Auf Gedeih und Verderb

■ Die Opposition im östlichen Mitteleuropa

Der Faszination der Nachrichten aus dem östlichen Mitteleuropa in diesen Tagen, 20 Jahre nach dem Prager Frühling und acht Jahre nach der Gründung von Solidarnosc in Danzig, kann ich mich nicht entziehen. Es ist der rigorose Pessimismus der dortigen Opposition, der mir nicht mehr aus dem Kopf will. Dieser Pessimismus, der hierzulande mit Resignation gleichgesetzt würde, ist dabei in Polen, der CSSR und Ungarn vor allem Antriebsfeder, das Gegenteil von Resignation.

Die Demonstration am 21.August in Prag war genauso davon bestimmt wie die Streiks in Polen. Der legendäre Arbeiterführer von Solidarnosc, Walesa, findet sie unzeitgemäß, sie passen ihm zum jetzigen Zeitpunkt nicht in den Kram, diese Streiks, und trotzdem ist er wieder, wie schon im Mai, die Schlüsselfigur bei den Streikenden auf der Danziger Lenin-Werft. Gleichzeitig hält er sich abseits, bietet sich als Vermittler der Regierung an und ist ständig bei den Streikenden präsent. Die Opposition kennt die Chancen, aber auch die Risiken der Demonstrations- und Streikwelle. Liberalisierung führt leicht zu Aufständen, und deren Ausgang ist schwer kalkulierbar.

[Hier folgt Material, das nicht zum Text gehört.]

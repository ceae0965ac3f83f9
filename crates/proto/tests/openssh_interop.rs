//! OpenSSH interoperability tests.
//!
//! These tests need a real OpenSSH server and are `#[ignore]`d by default.
//!
//! ```bash
//! export KEEL_TEST_ADDR="127.0.0.1:22"
//! export KEEL_TEST_USER="testuser"
//! export KEEL_TEST_PASS="testpass"        # for the password test
//! export KEEL_TEST_KEY="$HOME/.ssh/id_ed25519"  # for the key test
//! cargo test --test openssh_interop -- --ignored --nocapture
//! ```

use keel_proto::ssh::{
    ClientConfig, Config, DisconnectReason, KeyAuth, PublicKey, SshClient,
};
use tokio::time::{timeout, Duration};

fn address() -> String {
    std::env::var("KEEL_TEST_ADDR").unwrap_or_else(|_| "127.0.0.1:22".to_string())
}

fn config() -> Config {
    Config::new(ClientConfig::default()).with_server_key_verifier(|key: &PublicKey| {
        println!("  Host key: {} {}", key.name(), key.fingerprint());
        true
    })
}

/// Version exchange and key exchange against a local sshd.
#[tokio::test]
#[ignore]
async fn test_connect_to_openssh() -> Result<(), Box<dyn std::error::Error>> {
    let address = address();
    println!("Connecting to {}...", address);

    let client = timeout(Duration::from_secs(10), SshClient::connect(&address, config())).await??;
    println!("  Negotiated: {:?}", client.negotiated());
    assert!(client.server_host_key().is_some());
    assert!(!client.session_id().is_empty());

    client
        .disconnect(DisconnectReason::ByApplication, "", "")
        .await?;
    Ok(())
}

/// Password authentication and a command round trip.
#[tokio::test]
#[ignore]
async fn test_password_auth_with_openssh() -> Result<(), Box<dyn std::error::Error>> {
    let (Ok(user), Ok(password)) = (std::env::var("KEEL_TEST_USER"), std::env::var("KEEL_TEST_PASS"))
    else {
        println!("Skipping: KEEL_TEST_USER / KEEL_TEST_PASS not set");
        return Ok(());
    };

    let client = SshClient::connect(&address(), config()).await?;
    assert!(client.authenticate_password(&user, &password).await?);

    let output = client.exec("echo hi").await?;
    assert_eq!(output.status, 0);
    assert_eq!(output.output, b"hi\n");

    let failing = client.exec("exit 3").await?;
    assert_eq!(failing.status, 3);

    client
        .disconnect(DisconnectReason::ByApplication, "bye", "en")
        .await?;
    Ok(())
}

/// Public key authentication with a key file.
#[tokio::test]
#[ignore]
async fn test_key_auth_with_openssh() -> Result<(), Box<dyn std::error::Error>> {
    let (Ok(user), Ok(key)) = (std::env::var("KEEL_TEST_USER"), std::env::var("KEEL_TEST_KEY"))
    else {
        println!("Skipping: KEEL_TEST_USER / KEEL_TEST_KEY not set");
        return Ok(());
    };

    let client = SshClient::connect(&address(), config()).await?;
    assert!(client.authenticate_key_pair(&user, KeyAuth::Path(key.into())).await?);

    let output = client.exec("head -c 300000 /dev/zero").await?;
    assert_eq!(output.output.len(), 300_000);

    client
        .disconnect(DisconnectReason::ByApplication, "", "")
        .await?;
    Ok(())
}
impl<S> Transport<S>
where
    S: AsyncRead + AsyncWrite + Unpin,
{
    /// Exchanges identification strings and runs the first key exchange.
    pub async fn handshake(mut stream: S, config: &Config) -> KeelResult<Self> {
        let client = &config.client;
        let mut read_buf = BytesMut::new();
        let server_version =
            exchange_identification(&mut stream, &client.client_id, &mut read_buf).await?;

        let kex = KexController::new(
            client.preferred.clone(),
            client.client_id.as_hashed(),
            server_version.as_str(),
        );
        let mut transport = Self {
            stream: PacketStream::new(stream, read_buf, client.limits),
            kex,
            verifier: config.check_server_key.clone(),
            server_version,
            host_key: None,
            queued: VecDeque::new(),
        };

        transport.start_kex().await?;
        while transport.kex.in_progress() {
            let payload = transport.stream.read_payload().await?;
            if let Some(payload) = transport.handle(payload).await? {
                return Err(KeelError::Protocol(format!(
                    "Unexpected message {} before the first key exchange completed",
                    payload.first().copied().unwrap_or(0)
                )));
            }
        }
        info!(server = %transport.server_version, "SSH transport established");
        Ok(transport)
    }

    /// The server's identification string.
    pub fn server_version(&self) -> &Version {
        &self.server_version
    }

    /// Host key presented in the most recent key exchange.
    pub fn server_host_key(&self) -> Option<&PublicKey> {
        self.host_key.as_ref()
    }

    /// Exchange hash of the first key exchange.
    pub fn session_id(&self) -> Option<&[u8]> {
        self.kex.session_id()
    }

    /// Algorithms in force.
    pub fn negotiated(&self) -> Option<&NegotiatedAlgorithms> {
        self.kex.negotiated()
    }

    /// Rekey counters.
    pub fn tracker(&self) -> &RekeyTracker {
        self.stream.tracker()
    }

    /// Time of the last frame read or written.
    pub fn last_activity(&self) -> Instant {
        self.stream.last_activity()
    }

    /// True between a KEXINIT and the server's NEWKEYS.
    pub fn kex_in_progress(&self) -> bool {
        self.kex.in_progress()
    }

    /// Application payloads waiting for the running exchange.
    pub fn queued(&self) -> usize {
        self.queued.len()
    }

    /// Next raw payload from the wire.
    ///
    /// Cancel safe. Pass the result to [`handle`](Self::handle).
    pub async fn next_payload(&mut self) -> KeelResult<Vec<u8>> {
        self.stream.read_payload().await
    }

    /// Handles transport-level messages, key exchange steps included.
    ///
    /// Returns the payload back when it belongs to a higher layer, `None`
    /// when it was consumed here.
    pub async fn handle(&mut self, payload: Vec<u8>) -> KeelResult<Option<Vec<u8>>> {
        let Some(&msg_type) = payload.first() else {
            return Err(KeelError::Protocol("Empty payload".to_string()));
        };

        let result = match MessageType::from_u8(msg_type) {
            Some(MessageType::Disconnect) => {
                let disconnect = Disconnect::from_bytes(&payload)?;
                info!(
                    reason = disconnect.reason_code(),
                    description = disconnect.description(),
                    "Server disconnected"
                );
                return Err(disconnect.into_error());
            }
            Some(MessageType::Ignore) => None,
            Some(MessageType::Unimplemented) => {
                warn!("Server reported an unimplemented message");
                None
            }
            Some(MessageType::Debug) => {
                let (always_display, text) = message::parse_debug(&payload)?;
                debug!(always_display, message = %text, "Server debug message");
                None
            }
            Some(MessageType::KexInit) => {
                for out in self.kex.handle_kexinit(&payload)? {
                    self.stream.write_payload(&out).await?;
                }
                None
            }
            Some(MessageType::KexdhReply) => {
                self.handle_kex_reply(&payload).await?;
                None
            }
            Some(MessageType::NewKeys) => {
                let keys = self.kex.handle_newkeys(&payload)?;
                self.stream.opening_mut().install(&keys)?;
                self.stream.tracker_mut().reset();
                None
            }
            Some(MessageType::KexdhInit) => {
                return Err(KeelError::Protocol(
                    "Unexpected SSH_MSG_KEXDH_INIT from server".to_string(),
                ));
            }
            Some(_) => Some(payload),
            None => {
                warn!(msg_type, "Unrecognized message, replying UNIMPLEMENTED");
                let sequence = self.stream.last_received_sequence();
                self.stream.write_payload(&message::unimplemented(sequence)).await?;
                None
            }
        };

        if !self.kex.in_progress() && self.stream.tracker().needs_rekey() {
            self.start_kex().await?;
        }
        Ok(result)
    }

    /// Sends an application payload.
    ///
    /// Starts a key exchange first when a limit is due. While one is
    /// running the payload is queued instead of written.
    pub async fn send(&mut self, payload: &[u8]) -> KeelResult<()> {
        if !self.kex.in_progress() && self.stream.tracker().needs_rekey() {
            self.start_kex().await?;
        }
        let msg_type = payload.first().copied().unwrap_or(0);
        if self.holding() && !MessageType::is_transport(msg_type) {
            trace!(queued = self.queued.len() + 1, "Queueing payload behind key exchange");
            self.queued.push_back(payload.to_vec());
            return Ok(());
        }
        self.stream.write_payload(payload).await
    }

    /// Sends our KEXINIT unless an exchange is already running.
    ///
    /// The rest of the exchange is driven by [`handle`](Self::handle).
    pub async fn rekey(&mut self) -> KeelResult<()> {
        if self.kex.in_progress() {
            return Ok(());
        }
        self.start_kex().await
    }

    /// Sends DISCONNECT and shuts the stream down.
    pub async fn disconnect(
        &mut self,
        reason: DisconnectReason,
        description: &str,
        language_tag: &str,
    ) -> KeelResult<()> {
        let msg = Disconnect::new(reason, description, language_tag);
        self.stream.write_payload(&msg.to_bytes()).await?;
        // The peer may already be gone.
        let _ = self.stream.shutdown().await;
        info!(reason = reason as u32, description, "Disconnected");
        Ok(())
    }

    async fn start_kex(&mut self) -> KeelResult<()> {
        debug!(
            bytes_written = self.stream.tracker().bytes_written(),
            bytes_read = self.stream.tracker().bytes_read(),
            "Starting key exchange"
        );
        let kexinit = self.kex.start()?;
        self.stream.write_payload(&kexinit).await
    }

    /// Our NEWKEYS is not out yet.
    fn holding(&self) -> bool {
        matches!(
            self.kex.state(),
            KexState::AlgorithmNegotiation | KexState::Exchange
        )
    }

    async fn handle_kex_reply(&mut self, payload: &[u8]) -> KeelResult<()> {
        let Some(host_key) = self.kex.handle_reply(payload)? else {
            return Ok(());
        };
        self.check_host_key(&host_key).await?;
        let (newkeys, keys) = self.kex.send_newkeys()?;
        self.stream.write_payload(&newkeys).await?;
        self.stream.sealing_mut().install(&keys)?;
        self.host_key = Some(host_key);

        if !self.queued.is_empty() {
            debug!(count = self.queued.len(), "Sending payloads queued during key exchange");
        }
        while let Some(payload) = self.queued.pop_front() {
            self.stream.write_payload(&payload).await?;
        }
        Ok(())
    }

    async fn check_host_key(&mut self, host_key: &PublicKey) -> KeelResult<()> {
        let fingerprint = host_key.fingerprint();
        let accepted = match &self.verifier {
            Some(verifier) => verifier.check_server_key(host_key).await,
            None => {
                warn!(%fingerprint, "No host key verifier configured, accepting server key");
                true
            }
        };

        if accepted {
            debug!(%fingerprint, algorithm = host_key.name(), "Server host key accepted");
            return Ok(());
        }

        warn!(%fingerprint, "Server host key rejected");
        let _ = self
            .disconnect(
                DisconnectReason::HostKeyNotVerifiable,
                "Host key verification failed",
                "",
            )
            .await;
        Err(KeelError::HostKeyRejected { fingerprint })
    }
}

Bestenfalls indirekte positive Folgen, Verunsicherung der jeweils eigenen Nomenklatura verspricht sich die Opposition von Gorbatschows neuer Politik. Die Euphorie mit der dem neuen Leader maximus aus Moskau hierzulande schon Denkmäler zusammen gesalbadert werden, wird weder in Polen noch in der CSSR noch in Ungarn geteilt. Und trotzdem ist die Erweiterung des Spielraums der demokratischen Opposition im östlichen Mitteleuropa nach wie vor auf Gedeih und Verderb mit Moskau verknüpft. Im Unterschied zu früheren Zeiten ist die Entwicklung der Opposition in Danzig, Prag und Budapest allerdings heutzutage mehr auf Gedeih denn auf Verderb mit der Moskauer Führung verbunden. Und so liegt es derzeit zumindest sehr viel mehr als zu früheren Zeiten in den Händen der Opposition, ob sie in den Machtkämpfen dieser Tage ihren Spielraum erweitern kann.